**Exercise objective:**
Repeat exactly, and only, the lines from the line containing "let master = key(13);" through the last line of the records below, including both.

Entries taken from a collection

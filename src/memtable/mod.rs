//! # Memtable Module
//!
//! The mutable, in-memory write buffer of the storage engine: an ordered
//! `key -> Entry` map with a single, current version per key (deletes are
//! tombstones, not physical removal). Durability is the caller's
//! responsibility — the engine appends to the WAL *before* calling
//! [`Memtable::put`]/[`Memtable::delete`], so the memtable itself never
//! touches disk.
//!
//! ## Flush semantics
//!
//! [`Memtable::freeze`] converts a `Memtable` into a [`FrozenMemtable`]: a
//! read-only view over the same data that exposes only `get` and
//! `iter_for_flush`, used while the engine's background worker builds the
//! next SSTable. Freezing does not copy the map — it is an `Arc` clone.

#[cfg(test)]
mod tests;

use std::collections::BTreeMap;
use std::sync::atomic::{AtomicUsize, Ordering};
use std::sync::{Arc, RwLock};

use tracing::trace;

use crate::engine::utils::Entry;

/// Errors returned by [`Memtable`] operations.
#[derive(Debug, thiserror::Error)]
pub enum MemtableError {
    /// Internal invariant violation or poisoned lock.
    #[error("internal error: {0}")]
    Internal(String),
}

/// The mutable, in-memory write buffer of the storage engine.
///
/// Cloning a [`Memtable`] is cheap — it clones the underlying `Arc`s, so
/// every clone observes the same data.
#[derive(Clone)]
pub struct Memtable {
    tree: Arc<RwLock<BTreeMap<Vec<u8>, Entry>>>,
    size_bytes: Arc<AtomicUsize>,
}

impl Default for Memtable {
    fn default() -> Self {
        Self::new()
    }
}

impl Memtable {
    /// An empty memtable.
    pub fn new() -> Self {
        Self {
            tree: Arc::new(RwLock::new(BTreeMap::new())),
            size_bytes: Arc::new(AtomicUsize::new(0)),
        }
    }

    /// Insert or overwrite `entry` under its key.
    ///
    /// The caller (the engine) is responsible for having already durably
    /// WAL-appended `entry` before calling this.
    pub fn put(&self, entry: Entry) -> Result<(), MemtableError> {
        trace!(key_len = entry.key.len(), deleted = entry.deleted, "memtable put");
        let mut guard = self.lock_write()?;
        let new_size = entry.size_bytes();
        if let Some(old) = guard.insert(entry.key.clone(), entry) {
            self.size_bytes.fetch_sub(old.size_bytes(), Ordering::Relaxed);
        }
        self.size_bytes.fetch_add(new_size, Ordering::Relaxed);
        Ok(())
    }

    /// Insert a tombstone for `key`, shadowing any prior value.
    pub fn delete(&self, key: Vec<u8>, timestamp: u64) -> Result<(), MemtableError> {
        self.put(Entry::new_delete(key, timestamp))
    }

    /// The current entry for `key`, whether live or a tombstone — callers
    /// distinguish via [`Entry::deleted`]. `None` means the memtable has
    /// never seen this key.
    pub fn get(&self, key: &[u8]) -> Result<Option<Entry>, MemtableError> {
        Ok(self.lock_read()?.get(key).cloned())
    }

    /// Approximate footprint: sum of `key.len() + value.len()` across all
    /// live entries (tombstones still count their key bytes).
    pub fn size_bytes(&self) -> usize {
        self.size_bytes.load(Ordering::Relaxed)
    }

    /// Number of distinct keys (including tombstones) currently held.
    pub fn len(&self) -> Result<usize, MemtableError> {
        Ok(self.lock_read()?.len())
    }

    /// `true` if the memtable holds no entries.
    pub fn is_empty(&self) -> Result<bool, MemtableError> {
        Ok(self.lock_read()?.is_empty())
    }

    /// A key-ordered snapshot of every entry, for SSTable construction.
    /// Does not mutate or clear in-memory state.
    pub fn iter_for_flush(&self) -> Result<Vec<Entry>, MemtableError> {
        Ok(self.lock_read()?.values().cloned().collect())
    }

    /// Keys (in order) whose entry is live and matches `prefix` (an empty
    /// prefix matches everything).
    pub fn keys_with_prefix(&self, prefix: &[u8]) -> Result<Vec<Vec<u8>>, MemtableError> {
        Ok(self
            .lock_read()?
            .range(prefix.to_vec()..)
            .take_while(|(k, _)| k.starts_with(prefix))
            .filter(|(_, e)| !e.deleted)
            .map(|(k, _)| k.clone())
            .collect())
    }

    /// Convert into a read-only [`FrozenMemtable`] for flushing. Cheap:
    /// shares the same underlying map via `Arc` clone.
    pub fn freeze(&self) -> FrozenMemtable {
        FrozenMemtable {
            memtable: self.clone(),
        }
    }

    fn lock_read(
        &self,
    ) -> Result<std::sync::RwLockReadGuard<'_, BTreeMap<Vec<u8>, Entry>>, MemtableError> {
        self.tree
            .read()
            .map_err(|_| MemtableError::Internal("memtable lock poisoned".into()))
    }

    fn lock_write(
        &self,
    ) -> Result<std::sync::RwLockWriteGuard<'_, BTreeMap<Vec<u8>, Entry>>, MemtableError> {
        self.tree
            .write()
            .map_err(|_| MemtableError::Internal("memtable lock poisoned".into()))
    }
}

/// A read-only view of a [`Memtable`] being flushed to an SSTable.
///
/// Exists so the type system enforces that nothing writes to a memtable
/// the flush worker is iterating — it exposes only the read path.
pub struct FrozenMemtable {
    memtable: Memtable,
}

impl FrozenMemtable {
    /// See [`Memtable::get`].
    pub fn get(&self, key: &[u8]) -> Result<Option<Entry>, MemtableError> {
        self.memtable.get(key)
    }

    /// See [`Memtable::iter_for_flush`].
    pub fn iter_for_flush(&self) -> Result<Vec<Entry>, MemtableError> {
        self.memtable.iter_for_flush()
    }

    /// See [`Memtable::size_bytes`].
    pub fn size_bytes(&self) -> usize {
        self.memtable.size_bytes()
    }
}
use super::*;

fn key(byte: u8) -> [u8; KEY_LEN] {
    [byte; KEY_LEN]
}

#[test]
fn seal_open_round_trip_standard() {
    let crypto = Crypto::new(EncryptionMode::Standard, &key(7));
    let aad = entry_aad(b"hello", 1, 0, false);
    let (nonce, ciphertext) = crypto.seal(b"world", &aad).unwrap();
    assert_eq!(nonce.len(), 24);
    let plaintext = crypto.open(&nonce, &ciphertext, &aad).unwrap();
    assert_eq!(plaintext, b"world");
}

#[test]
fn seal_open_round_trip_fips() {
    let crypto = Crypto::new(EncryptionMode::Fips, &key(9));
    let aad = entry_aad(b"hello", 1, 0, false);
    let (nonce, ciphertext) = crypto.seal(b"world", &aad).unwrap();
    assert_eq!(nonce.len(), 12);
    let plaintext = crypto.open(&nonce, &ciphertext, &aad).unwrap();
    assert_eq!(plaintext, b"world");
}

#[test]
fn open_fails_on_aad_mismatch() {
    let crypto = Crypto::new(EncryptionMode::Standard, &key(1));
    let aad = entry_aad(b"k", 1, 0, false);
    let (nonce, ciphertext) = crypto.seal(b"v", &aad).unwrap();
    let tampered_aad = entry_aad(b"k", 2, 0, false);
    assert!(matches!(
        crypto.open(&nonce, &ciphertext, &tampered_aad),
        Err(CryptoError::DecryptAuthFail)
    ));
}

#[test]
fn open_fails_on_ciphertext_tamper() {
    let crypto = Crypto::new(EncryptionMode::Fips, &key(3));
    let aad = entry_aad(b"k", 1, 0, false);
    let (nonce, mut ciphertext) = crypto.seal(b"value", &aad).unwrap();
    ciphertext[0] ^= 0xFF;
    assert!(crypto.open(&nonce, &ciphertext, &aad).is_err());
}

#[test]
fn open_rejects_wrong_nonce_length() {
    let crypto = Crypto::new(EncryptionMode::Standard, &key(4));
    let err = crypto.open(&[0u8; 12], b"whatever", b"").unwrap_err();
    assert!(matches!(
        err,
        CryptoError::InvalidNonceLength {
            expected: 24,
            actual: 12
        }
    ));
}

#[test]
fn empty_plaintext_seals_and_opens() {
    let crypto = Crypto::new(EncryptionMode::Standard, &key(5));
    let aad = entry_aad(b"tombstone-key", 1, 0, true);
    let (nonce, ciphertext) = crypto.seal(b"", &aad).unwrap();
    assert_eq!(ciphertext.len(), 16); // tag only
    assert_eq!(crypto.open(&nonce, &ciphertext, &aad).unwrap(), b"");
}

#[test]
fn parse_master_key_raw() {
    let raw = [42u8; KEY_LEN];
    assert_eq!(parse_master_key(&raw).unwrap(), raw);
}

#[test]
fn parse_master_key_hex() {
    let raw = [1u8; KEY_LEN];
    let hexed = hex::encode(raw);
    assert_eq!(parse_master_key(hexed.as_bytes()).unwrap(), raw);
}

#[test]
fn parse_master_key_base64() {
    let raw = [2u8; KEY_LEN];
    let b64 = B64.encode(raw);
    assert_eq!(parse_master_key(b64.as_bytes()).unwrap(), raw);
}

#[test]
fn parse_master_key_rejects_garbage() {
    assert!(matches!(
        parse_master_key(b"not a key at all"),
        Err(CryptoError::UnparsableMasterKey)
    ));
}

#[test]
fn pbkdf2_rejects_low_iterations() {
    let err = derive_key_pbkdf2(b"password", &[0u8; 16], 100).unwrap_err();
    assert!(matches!(err, CryptoError::KdfParamsInvalid(_)));
}

#[test]
fn pbkdf2_rejects_short_salt() {
    let err = derive_key_pbkdf2(b"password", &[0u8; 8], 10_000).unwrap_err();
    assert!(matches!(err, CryptoError::KdfParamsInvalid(_)));
}

#[test]
fn pbkdf2_is_deterministic() {
    let salt = [9u8; 16];
    let a = derive_key_pbkdf2(b"password", &salt, 10_000).unwrap();
    let b = derive_key_pbkdf2(b"password", &salt, 10_000).unwrap();
    assert_eq!(a, b);
}

#[test]
fn argon2id_rejects_low_memory() {
    let err = derive_key_argon2id(b"password", &[0u8; 16], 1024, 3, 4).unwrap_err();
    assert!(matches!(err, CryptoError::KdfParamsInvalid(_)));
}

#[test]
fn argon2id_is_deterministic() {
    let salt = [3u8; 16];
    let a = derive_key_argon2id(b"password", &salt, 65_536, 3, 4).unwrap();
    let b = derive_key_argon2id(b"password", &salt, 65_536, 3, 4).unwrap();
    assert_eq!(a, b);
}

#[test]
fn derive_object_key_is_deterministic_given_salt() {
    let master = key(11);
    let (k1, salt1) = derive_object_key(&master, b"object-1", None);
    let (k2, salt2) = derive_object_key(&master, b"object-1", Some(&salt1));
    assert_eq!(k1, k2);
    assert_eq!(salt1, salt2);
}

#[test]
fn derive_object_key_differs_per_object_id() {
    let master = key(12);
    let (_, salt) = derive_object_key(&master, b"object-a", None);
    let (ka, _) = derive_object_key(&master, b"object-a", Some(&salt));
    let (kb, _) = derive_object_key(&master, b"object-b", Some(&salt));
    assert_ne!(ka, kb);
}

#[test]
fn key_marker_round_trips_for_correct_key() {
    let master = key(13);
    let crypto = Crypto::new(EncryptionMode::Standard, &master);
    let marker = build_key_marker(&crypto, &master).unwrap();
    verify_key_marker(&crypto, &master, &marker).unwrap();
}

#[test]
fn key_marker_rejects_wrong_key() {
    let master = key(14);
    let wrong = key(15);
    let crypto_master = Crypto::new(EncryptionMode::Standard, &master);
    let crypto_wrong = Crypto::new(EncryptionMode::Standard, &wrong);
    let marker = build_key_marker(&crypto_master, &master).unwrap();
    let err = verify_key_marker(&crypto_wrong, &wrong, &marker).unwrap_err();
    assert!(matches!(err, CryptoError::WrongMasterKey));
}

#[test]
fn key_marker_rejects_malformed_base64() {
    let master = key(16);
    let crypto = Crypto::new(EncryptionMode::Standard, &master);
    let err = verify_key_marker(&crypto, &master, "not-valid-base64!!").unwrap_err();
    assert!(matches!(err, CryptoError::MalformedMarker));
}

#[test]
fn secure_zero_clears_buffer() {
    let mut buf = [1u8, 2, 3, 4];
    secure_zero(&mut buf);
    assert_eq!(buf, [0u8; 4]);
}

**Exercise solution:**
    let master = key(13);
    let crypto = Crypto::new(EncryptionMode::Standard, &master);
    let marker = build_key_marker(&crypto, &master).unwrap();
    verify_key_marker(&crypto, &master, &marker).unwrap();
}

#[test]
fn key_marker_rejects_wrong_key() {
    let master = key(14);
    let wrong = key(15);
    let crypto_master = Crypto::new(EncryptionMode::Standard, &master);
    let crypto_wrong = Crypto::new(EncryptionMode::Standard, &wrong);
    let marker = build_key_marker(&crypto_master, &master).unwrap();
    let err = verify_key_marker(&crypto_wrong, &wrong, &marker).unwrap_err();
    assert!(matches!(err, CryptoError::WrongMasterKey));
}

#[test]
fn key_marker_rejects_malformed_base64() {
    let master = key(16);
    let crypto = Crypto::new(EncryptionMode::Standard, &master);
    let err = verify_key_marker(&crypto, &master, "not-valid-base64!!").unwrap_err();
    assert!(matches!(err, CryptoError::MalformedMarker));
}

#[test]
fn secure_zero_clears_buffer() {
    let mut buf = [1u8, 2, 3, 4];
    secure_zero(&mut buf);
    assert_eq!(buf, [0u8; 4]);
}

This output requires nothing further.